The Office of National Coordinator for Health IT, a unit of the Department of Health and Human Services, had been coordinating the group, which was known as the Nationwide Health Information Network Exchange. Now, a new independent entity, known as Healtheway, will lead the effort, which has been renamed eHealth Exchange, says Lauren Thompson, ONC's director of federal health architecture.
Healtheway's mission statement notes the new organization is working to "expand trusted, secure and interoperable exchange of health information across the nation by fostering cross-industry collaboration and by providing shared governance and necessary shared service to public and private organizations who wish to interconnect as a network of networks."

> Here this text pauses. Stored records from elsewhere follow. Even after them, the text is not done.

//! Persistent casino state stored in RocksDB.
//!
//! State rows (profiles, sessions, pending wagers, jackpot) are bincode;
//! audit rows (game records, jackpot wins) are JSON so they stay readable
//! with external tooling. Every mutating engine operation stages its writes in
//! a [`StoreBatch`] and commits it as one atomic RocksDB write.

use crate::{
    errors::{CasinoResult, StorageError},
    games::types::{GameRecord, PendingWager},
    jackpot::{JackpotState, JackpotWin},
    profile::Profile,
    session::Session,
    storage::OptimizedStorage,
};
use rocksdb::WriteBatch;
use serde::{de::DeserializeOwned, Serialize};
use std::sync::Mutex;

const PROFILE_PREFIX: &[u8] = b"casino:profile:";
const BALANCE_PREFIX: &[u8] = b"casino:balance:";
const SESSION_PREFIX: &[u8] = b"casino:session:";
const PENDING_PREFIX: &[u8] = b"casino:pending:";
const GAME_RECORD_PREFIX: &[u8] = b"casino:record:";
const PLAYER_GAMES_PREFIX: &[u8] = b"casino:index:player_games:";
const JACKPOT_WIN_PREFIX: &[u8] = b"casino:jackpot:win:";
const JACKPOT_STATE_KEY: &[u8] = b"casino:jackpot:state";

const SESSION_SEQ_KEY: &[u8] = b"casino:seq:session";
const GAME_SEQ_KEY: &[u8] = b"casino:seq:game";
const JACKPOT_WIN_SEQ_KEY: &[u8] = b"casino:seq:jackpot_win";

/// Ids handed out per persisted reservation
const ID_BLOCK: u64 = 1_000;

fn id_key(prefix: &[u8], id: u64) -> Vec<u8> {
    let mut key = Vec::with_capacity(prefix.len() + 8);
    key.extend_from_slice(prefix);
    key.extend_from_slice(&id.to_be_bytes());
    key
}

fn player_games_prefix(player_id: u64) -> Vec<u8> {
    id_key(PLAYER_GAMES_PREFIX, player_id)
}

fn player_game_index_key(player_id: u64, record_id: u64) -> Vec<u8> {
    // Newest first: prefix | player(be) | inv_record_id(be)
    let mut key = player_games_prefix(player_id);
    key.extend_from_slice(&(u64::MAX - record_id).to_be_bytes());
    key
}

fn jackpot_win_key(win_id: u64) -> Vec<u8> {
    id_key(JACKPOT_WIN_PREFIX, u64::MAX - win_id)
}

fn decode_u64(bytes: &[u8], what: &str) -> CasinoResult<u64> {
    let raw: [u8; 8] = bytes.try_into().map_err(|_| {
        StorageError::CorruptedData(format!("{} has {} bytes, expected 8", what, bytes.len()))
    })?;
    Ok(u64::from_be_bytes(raw))
}

fn trailing_u64(key: &[u8]) -> Option<u64> {
    let offset = key.len().checked_sub(8)?;
    let raw: [u8; 8] = key[offset..].try_into().ok()?;
    Some(u64::from_be_bytes(raw))
}

fn decode_bin<T: DeserializeOwned>(bytes: &[u8], what: &str) -> CasinoResult<T> {
    bincode::deserialize(bytes).map_err(|e| {
        StorageError::CorruptedData(format!("Failed to decode {}: {}", what, e)).into()
    })
}

fn encode_bin<T: Serialize>(value: &T, what: &str) -> CasinoResult<Vec<u8>> {
    bincode::serialize(value).map_err(|e| {
        StorageError::WriteFailed(format!("Failed to encode {}: {}", what, e)).into()
    })
}

fn decode_json<T: DeserializeOwned>(bytes: &[u8], what: &str) -> CasinoResult<T> {
    serde_json::from_slice(bytes).map_err(|e| {
        StorageError::CorruptedData(format!("Failed to decode {}: {}", what, e)).into()
    })
}

fn encode_json<T: Serialize>(value: &T, what: &str) -> CasinoResult<Vec<u8>> {
    serde_json::to_vec(value).map_err(|e| {
        StorageError::WriteFailed(format!("Failed to encode {}: {}", what, e)).into()
    })
}

/// Block-reserving id sequence. A reservation is written through before any
/// id from it is handed out, so ids never repeat across restarts.
struct IdAllocator {
    key: &'static [u8],
    block: Mutex<IdBlock>,
}

struct IdBlock {
    next: u64,
    ceiling: u64,
}

impl IdAllocator {
    fn load(storage: &OptimizedStorage, key: &'static [u8]) -> CasinoResult<Self> {
        let ceiling = match storage.get(key)? {
            Some(bytes) => decode_u64(&bytes, "id reservation")?,
            None => 0,
        };
        Ok(Self {
            key,
            block: Mutex::new(IdBlock {
                next: ceiling.max(1),
                ceiling,
            }),
        })
    }

    fn next(&self, storage: &OptimizedStorage) -> CasinoResult<u64> {
        let mut block = self
            .block
            .lock()
            .map_err(|_| StorageError::WriteFailed("id allocator poisoned".to_string()))?;
        if block.next >= block.ceiling {
            let ceiling = block.next + ID_BLOCK;
            storage.put(self.key, &ceiling.to_be_bytes())?;
            block.ceiling = ceiling;
        }
        let id = block.next;
        block.next += 1;
        Ok(id)
    }
}

/// Writes staged for one atomic commit
#[derive(Default)]
pub struct StoreBatch {
    batch: WriteBatch,
    staged: usize,
}

impl StoreBatch {
    pub fn new() -> Self {
        Self::default()
    }

    pub fn len(&self) -> usize {
        self.staged
    }

    pub fn is_empty(&self) -> bool {
        self.staged == 0
    }

    fn put(&mut self, key: Vec<u8>, value: Vec<u8>) {
        self.batch.put(key, value);
        self.staged += 1;
    }

    fn delete(&mut self, key: Vec<u8>) {
        self.batch.delete(key);
        self.staged += 1;
    }

    pub fn put_profile(&mut self, profile: &Profile) -> CasinoResult<()> {
        let bytes = encode_bin(profile, "profile")?;
        self.put(id_key(PROFILE_PREFIX, profile.player_id), bytes);
        Ok(())
    }

    pub fn put_balance(&mut self, player_id: u64, balance: u64) {
        self.put(id_key(BALANCE_PREFIX, player_id), balance.to_be_bytes().to_vec());
    }

    pub fn put_session(&mut self, session: &Session) -> CasinoResult<()> {
        let bytes = encode_bin(session, "session")?;
        self.put(id_key(SESSION_PREFIX, session.id), bytes);
        Ok(())
    }

    pub fn put_pending(&mut self, pending: &PendingWager) -> CasinoResult<()> {
        let bytes = encode_bin(pending, "pending wager")?;
        self.put(id_key(PENDING_PREFIX, pending.player_id), bytes);
        Ok(())
    }

    pub fn delete_pending(&mut self, player_id: u64) {
        self.delete(id_key(PENDING_PREFIX, player_id));
    }

    pub fn put_jackpot(&mut self, state: &JackpotState) -> CasinoResult<()> {
        let bytes = encode_bin(state, "jackpot state")?;
        self.put(JACKPOT_STATE_KEY.to_vec(), bytes);
        Ok(())
    }

    pub fn put_jackpot_win(&mut self, win: &JackpotWin) -> CasinoResult<()> {
        let bytes = encode_json(win, "jackpot win")?;
        self.put(jackpot_win_key(win.id), bytes);
        Ok(())
    }

    /// Stage the audit row together with the per-player index entry
    pub fn put_game_record(&mut self, record: &GameRecord) -> CasinoResult<()> {
        let bytes = encode_json(record, "game record")?;
        self.put(id_key(GAME_RECORD_PREFIX, record.id), bytes);
        self.put(player_game_index_key(record.player_id, record.id), Vec::new());
        Ok(())
    }
}

/// Typed access to casino rows
pub struct CasinoStore {
    storage: OptimizedStorage,
    session_ids: IdAllocator,
    game_ids: IdAllocator,
    jackpot_win_ids: IdAllocator,
}

impl CasinoStore {
    pub fn open(storage: OptimizedStorage) -> CasinoResult<Self> {
        Ok(Self {
            session_ids: IdAllocator::load(&storage, SESSION_SEQ_KEY)?,
            game_ids: IdAllocator::load(&storage, GAME_SEQ_KEY)?,
            jackpot_win_ids: IdAllocator::load(&storage, JACKPOT_WIN_SEQ_KEY)?,
            storage,
        })
    }

    pub fn commit(&self, batch: StoreBatch) -> CasinoResult<()> {
        if batch.is_empty() {
            return Ok(());
        }
        let staged = batch.len();
        self.storage.write(batch.batch)?;
        tracing::debug!(staged, "Committed store batch");
        Ok(())
    }

    pub fn next_session_id(&self) -> CasinoResult<u64> {
        self.session_ids.next(&self.storage)
    }

    pub fn next_game_id(&self) -> CasinoResult<u64> {
        self.game_ids.next(&self.storage)
    }

    pub fn next_jackpot_win_id(&self) -> CasinoResult<u64> {
        self.jackpot_win_ids.next(&self.storage)
    }

    pub fn load_profile(&self, player_id: u64) -> CasinoResult<Option<Profile>> {
        match self.storage.get(&id_key(PROFILE_PREFIX, player_id))? {
            Some(bytes) => decode_bin(&bytes, "profile").map(Some),
            None => Ok(None),
        }
    }

    /// Missing balance rows read as zero
    pub fn load_balance(&self, player_id: u64) -> CasinoResult<u64> {
        match self.storage.get(&id_key(BALANCE_PREFIX, player_id))? {
            Some(bytes) => decode_u64(&bytes, "balance"),
            None => Ok(0),
        }
    }

    pub fn load_session(&self, session_id: u64) -> CasinoResult<Option<Session>> {
        match self.storage.get(&id_key(SESSION_PREFIX, session_id))? {
            Some(bytes) => decode_bin(&bytes, "session").map(Some),
            None => Ok(None),
        }
    }

    pub fn load_pending(&self, player_id: u64) -> CasinoResult<Option<PendingWager>> {
        match self.storage.get(&id_key(PENDING_PREFIX, player_id))? {
            Some(bytes) => decode_bin(&bytes, "pending wager").map(Some),
            None => Ok(None),
        }
    }

    pub fn load_all_pending(&self) -> CasinoResult<Vec<PendingWager>> {
        self.storage
            .scan_prefix(PENDING_PREFIX, usize::MAX)?
            .iter()
            .map(|(_, bytes)| decode_bin(bytes, "pending wager"))
            .collect()
    }

    pub fn load_jackpot(&self) -> CasinoResult<Option<JackpotState>> {
        match self.storage.get(JACKPOT_STATE_KEY)? {
            Some(bytes) => decode_bin(&bytes, "jackpot state").map(Some),
            None => Ok(None),
        }
    }

    pub fn load_game_record(&self, record_id: u64) -> CasinoResult<Option<GameRecord>> {
        let Some(bytes) = self.storage.get(&id_key(GAME_RECORD_PREFIX, record_id))? else {
            return Ok(None);
        };

        decode_json(&bytes, "game record").map(Some)
    }

    /// Newest first
    pub fn recent_games(&self, player_id: u64, limit: usize) -> CasinoResult<Vec<GameRecord>> {
        let prefix = player_games_prefix(player_id);
        let mut records = Vec::new();

        for (key, _) in self.storage.scan_prefix(&prefix, limit)? {
            let Some(inv_id) = trailing_u64(&key) else {
                continue;
            };
            let record_id = u64::MAX - inv_id;
            match self.load_game_record(record_id)? {
                Some(record) => records.push(record),
                None => tracing::warn!(player_id, record_id, "Index points at missing game record"),
            }
        }
        Ok(records)
    }

    /// Newest first
    pub fn recent_jackpot_wins(&self, limit: usize) -> CasinoResult<Vec<JackpotWin>> {
        self.storage
            .scan_prefix(JACKPOT_WIN_PREFIX, limit)?
            .iter()
            .map(|(_, bytes)| decode_json(bytes, "jackpot win"))
            .collect()
    }
}

#[cfg(test)]
mod tests {
    use super::*;
    use crate::games::types::{GameVariant, Outcome};
    use chrono::Utc;
    use tempfile::TempDir;

    fn open_store(dir: &TempDir) -> CasinoStore {
        CasinoStore::open(OptimizedStorage::new(dir.path()).unwrap()).unwrap()
    }

    fn record(id: u64, player_id: u64) -> GameRecord {
        GameRecord {
            id,
            player_id,
            session_id: None,
            variant: GameVariant::Dice,
            stake: 10,
            outcome: Outcome::Lose,
            multiplier: 0.0,
            payout: 0,
            phase: 1,
            was_risk: false,
            near_miss: false,
            created_at: Utc::now(),
        }
    }

    #[test]
    fn test_ids_never_repeat_across_reopen() {
        let dir = TempDir::new().unwrap();
        let first = {
            let store = open_store(&dir);
            let a = store.next_game_id().unwrap();
            let b = store.next_game_id().unwrap();
            assert!(b > a);
            b
        };

        let store = open_store(&dir);
        assert!(store.next_game_id().unwrap() > first);
    }

    #[test]
    fn test_batch_commits_profile_balance_and_pending_together() {
        let dir = TempDir::new().unwrap();
        let store = open_store(&dir);
        let now = Utc::now();
        let pending = PendingWager {
            player_id: 5,
            session_id: None,
            variant: GameVariant::Dice,
            stake: 100,
            value: 150,
            created_at: now,
        };

        let mut batch = StoreBatch::new();
        batch.put_profile(&Profile::new(5, now)).unwrap();
        batch.put_balance(5, 900);
        batch.put_pending(&pending).unwrap();
        assert_eq!(batch.len(), 3);
        store.commit(batch).unwrap();

        assert_eq!(store.load_balance(5).unwrap(), 900);
        assert_eq!(store.load_pending(5).unwrap(), Some(pending));
        assert_eq!(store.load_all_pending().unwrap().len(), 1);
        assert_eq!(store.load_profile(5).unwrap().unwrap().player_id, 5);

        let mut batch = StoreBatch::new();
        batch.delete_pending(5);
        store.commit(batch).unwrap();
        assert_eq!(store.load_pending(5).unwrap(), None);
    }

    #[test]
    fn test_recent_games_newest_first_per_player() {
        let dir = TempDir::new().unwrap();
        let store = open_store(&dir);

        let mut batch = StoreBatch::new();
        for id in 1..=4 {
            batch.put_game_record(&record(id, 1)).unwrap();
        }
        batch.put_game_record(&record(5, 2)).unwrap();
        store.commit(batch).unwrap();

        let games = store.recent_games(1, 3).unwrap();
        let ids: Vec<u64> = games.iter().map(|g| g.id).collect();
        assert_eq!(ids, vec![4, 3, 2]);
        assert_eq!(store.recent_games(2, 10).unwrap().len(), 1);
        assert!(store.recent_games(3, 10).unwrap().is_empty());
    }

    #[test]
    fn test_missing_rows_read_as_defaults() {
        let dir = TempDir::new().unwrap();
        let store = open_store(&dir);

        assert_eq!(store.load_balance(77).unwrap(), 0);
        assert!(store.load_profile(77).unwrap().is_none());
        assert!(store.load_jackpot().unwrap().is_none());
        assert!(store.recent_jackpot_wins(5).unwrap().is_empty());
    }
}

In its announcement, ONC said eHealth Exchange "is composed of federal agencies and private partners that have implemented nationwide health information network standards and services and executed the Data Use and Reciprocal Support Agreement, a legal agreement, in order to securely exchange electronic health information."

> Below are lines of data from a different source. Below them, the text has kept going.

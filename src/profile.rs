//! Per-player profile: lifetime and daily aggregates, streaks, responsible-gaming deadlines

use crate::config::{BonusConfig, ResponsibleGamingConfig};
use crate::cooldown::CooldownState;
use crate::games::types::{GameVariant, Modifiers};
use chrono::{DateTime, Duration, Timelike, Utc};
use serde::{Deserialize, Serialize};
use std::collections::BTreeMap;

#[derive(Debug, Clone, PartialEq, Serialize, Deserialize)]
pub struct Profile {
    pub player_id: u64,

    // Lifetime aggregates
    pub total_games: u64,
    pub total_wagered: u64,
    pub total_won: u64,
    pub total_lost: u64,
    pub biggest_win: u64,
    pub total_visits: u32,

    // Streaks; at most one of the two current counters is non-zero
    pub current_win_streak: u32,
    pub current_lose_streak: u32,
    pub best_win_streak: u32,
    pub worst_lose_streak: u32,

    pub self_excluded_until: Option<DateTime<Utc>>,
    pub forced_break_until: Option<DateTime<Utc>>,
    pub cooldowns: BTreeMap<GameVariant, CooldownState>,

    // Daily counters, rolled over when `daily_reset_at` is on an earlier day
    pub daily_games: u32,
    pub daily_won: u64,
    pub daily_lost: u64,
    pub daily_reset_at: Option<DateTime<Utc>>,

    pub current_session_id: Option<u64>,
    pub golden_hour_started_at: Option<DateTime<Utc>>,
    pub last_session_result: i64,
    pub last_session_games: u32,
    pub last_game_at: Option<DateTime<Utc>>,
    pub created_at: DateTime<Utc>,
}

/// Streak badge shown next to the balance
#[derive(Debug, Clone, Copy, PartialEq, Eq, Serialize, Deserialize)]
#[serde(tag = "kind", content = "count", rename_all = "snake_case")]
pub enum StreakBadge {
    WinStreak(u32),
    LoseStreak(u32),
}

/// Which greeting applies when the player opens the casino
#[derive(Debug, Clone, Copy, PartialEq, Eq, Serialize, Deserialize)]
#[serde(tag = "kind", rename_all = "snake_case")]
pub enum Greeting {
    GoldenHour { minutes_left: i64 },
    Night,
    FirstVisit,
    AfterLoss { last_result: i64 },
    AfterWin { last_result: i64 },
    Frequent { visits: u32 },
    Returning,
}

const FREQUENT_VISITS: u32 = 5;
const WIN_BADGE_FROM: u32 = 2;
const LOSE_BADGE_FROM: u32 = 3;

impl Profile {
    pub fn new(player_id: u64, now: DateTime<Utc>) -> Self {
        Self {
            player_id,
            total_games: 0,
            total_wagered: 0,
            total_won: 0,
            total_lost: 0,
            biggest_win: 0,
            total_visits: 0,
            current_win_streak: 0,
            current_lose_streak: 0,
            best_win_streak: 0,
            worst_lose_streak: 0,
            self_excluded_until: None,
            forced_break_until: None,
            cooldowns: BTreeMap::new(),
            daily_games: 0,
            daily_won: 0,
            daily_lost: 0,
            daily_reset_at: Some(now),
            current_session_id: None,
            golden_hour_started_at: None,
            last_session_result: 0,
            last_session_games: 0,
            last_game_at: None,
            created_at: now,
        }
    }

    /// Apply a finalized wager. Returns the forced-break deadline when this
    /// loss started one.
    pub fn record_outcome(
        &mut self,
        stake: u64,
        won: bool,
        payout: u64,
        now: DateTime<Utc>,
        policy: &ResponsibleGamingConfig,
    ) -> Option<DateTime<Utc>> {
        self.total_games += 1;
        self.total_wagered = self.total_wagered.saturating_add(stake);
        self.daily_games += 1;
        self.last_game_at = Some(now);

        if won {
            let winnings = payout.saturating_sub(stake);
            self.total_won = self.total_won.saturating_add(winnings);
            self.daily_won = self.daily_won.saturating_add(winnings);
            self.biggest_win = self.biggest_win.max(winnings);
            self.current_win_streak += 1;
            self.current_lose_streak = 0;
            self.best_win_streak = self.best_win_streak.max(self.current_win_streak);
            return None;
        }

        self.total_lost = self.total_lost.saturating_add(stake);
        self.daily_lost = self.daily_lost.saturating_add(stake);
        self.current_lose_streak += 1;
        self.current_win_streak = 0;
        self.worst_lose_streak = self.worst_lose_streak.max(self.current_lose_streak);

        if self.current_lose_streak >= policy.forced_break_after_losses {
            let until = now + Duration::seconds(policy.forced_break_secs as i64);
            self.forced_break_until = Some(until);
            self.current_lose_streak = 0;
            tracing::info!(
                player_id = self.player_id,
                until = %until,
                "Forced break after loss streak"
            );
            return Some(until);
        }
        None
    }

    /// Zero the daily counters once the watermark is on an earlier calendar day.
    /// Returns true when a reset happened.
    pub fn reset_daily_if_stale(&mut self, now: DateTime<Utc>) -> bool {
        let stale = match self.daily_reset_at {
            Some(mark) => mark.date_naive() < now.date_naive(),
            None => true,
        };
        if stale {
            self.daily_games = 0;
            self.daily_won = 0;
            self.daily_lost = 0;
            self.daily_reset_at = Some(now);
        }
        stale
    }

    /// Self-exclusion never shortens an existing deadline
    pub fn self_exclude(&mut self, days: u32, now: DateTime<Utc>) -> DateTime<Utc> {
        let requested = now + Duration::days(days as i64);
        let until = match self.self_excluded_until {
            Some(existing) if existing > requested => existing,
            _ => requested,
        };
        self.self_excluded_until = Some(until);
        until
    }

    pub fn cooldown(&self, variant: GameVariant) -> CooldownState {
        self.cooldowns.get(&variant).copied().unwrap_or_default()
    }

    pub fn cooldown_mut(&mut self, variant: GameVariant) -> &mut CooldownState {
        self.cooldowns.entry(variant).or_default()
    }

    pub fn activate_golden_hour(&mut self, now: DateTime<Utc>) {
        self.golden_hour_started_at = Some(now);
    }

    pub fn golden_hour_remaining(
        &self,
        now: DateTime<Utc>,
        bonuses: &BonusConfig,
    ) -> Option<Duration> {
        let started = self.golden_hour_started_at?;
        let remaining = started + Duration::minutes(bonuses.golden_hour_minutes) - now;
        (remaining > Duration::zero()).then_some(remaining)
    }

    pub fn modifiers(&self, now: DateTime<Utc>, bonuses: &BonusConfig) -> Modifiers {
        Modifiers {
            night_mode: is_night(now, bonuses),
            golden_hour: self.golden_hour_remaining(now, bonuses).is_some(),
        }
    }

    pub fn streak_badge(&self) -> Option<StreakBadge> {
        if self.current_win_streak >= WIN_BADGE_FROM {
            Some(StreakBadge::WinStreak(self.current_win_streak))
        } else if self.current_lose_streak >= LOSE_BADGE_FROM {
            Some(StreakBadge::LoseStreak(self.current_lose_streak))
        } else {
            None
        }
    }

    pub fn greeting(&self, now: DateTime<Utc>, bonuses: &BonusConfig) -> Greeting {
        if let Some(remaining) = self.golden_hour_remaining(now, bonuses) {
            return Greeting::GoldenHour {
                minutes_left: remaining.num_minutes(),
            };
        }
        if is_night(now, bonuses) {
            return Greeting::Night;
        }
        if self.total_visits == 0 {
            return Greeting::FirstVisit;
        }
        if self.last_session_result < 0 {
            return Greeting::AfterLoss {
                last_result: self.last_session_result,
            };
        }
        if self.last_session_result > 0 {
            return Greeting::AfterWin {
                last_result: self.last_session_result,
            };
        }
        if self.total_visits >= FREQUENT_VISITS {
            return Greeting::Frequent {
                visits: self.total_visits + 1,
            };
        }
        Greeting::Returning
    }
}

/// Night window in UTC hours; wraps past midnight when start > end
pub fn is_night(now: DateTime<Utc>, bonuses: &BonusConfig) -> bool {
    let hour = now.hour();
    if bonuses.night_start_hour > bonuses.night_end_hour {
        hour >= bonuses.night_start_hour || hour < bonuses.night_end_hour
    } else {
        hour >= bonuses.night_start_hour && hour < bonuses.night_end_hour
    }
}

Among the 35 participants in eHealth Exchange are government and private-sector provider and payer organizations, including the Centers for Medicare and Medicaid Services, Kaiser Permanente and the Department of Veterans Affairs, as well as HIEs.
Participant are continuing to address interoperability issues and work on standards testing to help pave the way for eventual exchange of patient information nationwide.
'Rules Of Road' Are on Hold
In a separate development, ONC announced last month it was dropping its plans to prepare a Nationwide Health Information Network Governance Rule establishing voluntary "rules of the road" for secure, national health information exchange (see: HIE 'Rules of Road': What's Next?.
But Thompson says federal authorities eventually could reconsider HIE regulations. "Our position is that we want the industry to evolve and will revisit that in the future," she says.
NwHIN was not an actual network, but a set of policies, standards and services that enable the Internet to be used for secure and meaningful exchange of health information. The new EHealth Exchange group, formerly NwHIN Exchange, will continue to test-drive exchange standards.
But the HIT Standards Committee, which advises ONC, will continue to lead efforts to develop security, privacy and interoperability standards for HIEs, Thompson explains.